Vol. 72
Date April 12, 1938
Name: R. D. Birdwell (Robert Dillon
Birdwell)
Post Office: Pauls Valley, Oklahoma
Residence Address:
Date of Birth: April 18,1890
Place of Birth: Arkansas
Father: A. J. Birdwell
Place of Birth: Arkansas
Mother: Matilda Stinepher
Place of Birth: Arkansas
Field Worker: Maurice R. Anderson
I was born in 1890 in Arkansas. My father
died, in the spring of 1893, leaving Mother with eight children to look after and in the
fall of 1893, Mother loaded up the wagon and with us eight children, the oldest one only
fourteen, left Arkansas for the Indian Territory. I was only three years old but I
remember making the trip. We were about three weeks coming to where we settled. We got
into Davis, Indian Territory, in the Chickasaw Nation, one evening and after supper, I
remember, my mother ripped up an old wagon sheet and sat up nearly all night making cotton
picking sacks.
There was lots
of cotton made that year and the farmers were wanting people to work. Mother and the older
ones picked cotton for about a month for Mr. Nelson P. Price: then she
rented a small farm from Mr. Price and the first crop we raised was made
with only a turning plow and a Georgia stock. My oldest brother would lay off the rows
with Georgia stock and Mother and some of the other boys would drop the corn by hand and
cover it by raking the dirt over it with their feet. I can look back now and see Mother
sure had a hard time making a living and trying to send us children to school.
At that time
there was only a subscription school and it cost one dollar and fifty cents for each pupil
a month, so some of the children didnt get to attend school very much. Mother would
sit up sometimes until ten or eleven oclock after working all day in the field and
have us children read and spell. My first school was Whitebead and I was eighteen years
old. I went to this school two years. At the end of these two years there were about
sixty-five boys and girls taking examinations for a teachers certificate, and that
night everybody over the community was there. When Mother and I went to the school house
that night I didnt have any idea that I was going to take the examinations, but
after we got there, I was talking to some of the boys the teacher had passed as ready for
the examination and they said: Why dont you try with out the teachers
knowing about it? so, after talking it over, I decided I would, more as a joke, not
really thinking I would pass; so after the questions were given out and the work was
passed on, I was one among the very few who made a passing grade. I want to give all the
credit to my mother for sitting up night after night and saying: Just read that over
once more, then go to bed. The next year after receiving my teachers
certificate, I was given the school at Goose ranch, a few miles north of
Paoli, Oklahoma, Garvin County. I taught at this school for three terms, then I taught one
year at Roundup school in Carter County, and one year at the Camp school
in Carter County. For the past several years I have been working as a salesman.
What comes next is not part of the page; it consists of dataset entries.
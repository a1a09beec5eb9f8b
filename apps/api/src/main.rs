mod config;
mod db;
mod errors;
mod export;
mod models;
mod render;
mod resumes;
mod routes;
mod state;

use anyhow::Result;
use std::net::SocketAddr;
use std::sync::Arc;
use std::time::Duration;
use tower_http::{cors::CorsLayer, trace::TraceLayer};
use tracing::info;
use tracing_subscriber::{layer::SubscriberExt, util::SubscriberInitExt, EnvFilter};

use crate::config::Config;
use crate::db::create_pool;
use crate::export::rasterizer::BrowserRasterizer;
use crate::routes::build_router;
use crate::state::AppState;

#[tokio::main]
async fn main() -> Result<()> {
    // Load configuration first (fails on missing required env vars)
    let config = Config::from_env()?;

    // Initialize structured logging
    tracing_subscriber::registry()
        .with(EnvFilter::try_from_default_env().unwrap_or_else(|_| {
            EnvFilter::new(format!("{}={}", env!("CARGO_CRATE_NAME"), &config.rust_log))
        }))
        .with(tracing_subscriber::fmt::layer())
        .init();

    info!("Starting Folio API v{}", env!("CARGO_PKG_VERSION"));

    // Initialize PostgreSQL (runs migrations)
    let db = create_pool(&config.database_url).await?;

    // Initialize the headless-browser PDF service client
    let rasterizer = Arc::new(BrowserRasterizer::new(
        config.rasterizer_url.clone(),
        config.rasterizer_token.clone(),
        Duration::from_secs(config.rasterizer_timeout_secs),
    ));
    info!(
        "Rasterizer client initialized ({}, timeout {}s)",
        config.rasterizer_url, config.rasterizer_timeout_secs
    );

    let state = AppState {
        db,
        rasterizer,
    };

    let app = build_router(state)
        .layer(TraceLayer::new_for_http())
        .layer(CorsLayer::permissive()); // TODO: restrict origins to the builder frontend

    let addr: SocketAddr = format!("0.0.0.0:{}", config.port).parse()?;
    info!("Listening on {addr}");

    let listener = tokio::net::TcpListener::bind(addr).await?;
    axum::serve(listener, app).await?;

    Ok(())
}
Submitted by Tassy Guenther
Submitters information: Robert Dillon Birdwells
mothers name was Rebecca Matilda Stinecipher, born in Dallas County, Missouri on Jan 27,
1854. Her parents were Silas Courtney Stinecipher and Norieisic Obedience Reece.
Rebecca is buried in White Bead Cemetery in Pauls Valley, Garvin
County, Oklahoma.
It is believed that Robert Dillon Birdwell died in Springfield,
Colorado on May 16, 1975. No proof has been found.
It is futher believed that Matilda left Harrison, Arkansas with her
oldest child, Harriet and son in law Thomas Bird Edgmon. The two families settled in
Davis, Garvin County, Oklahoma.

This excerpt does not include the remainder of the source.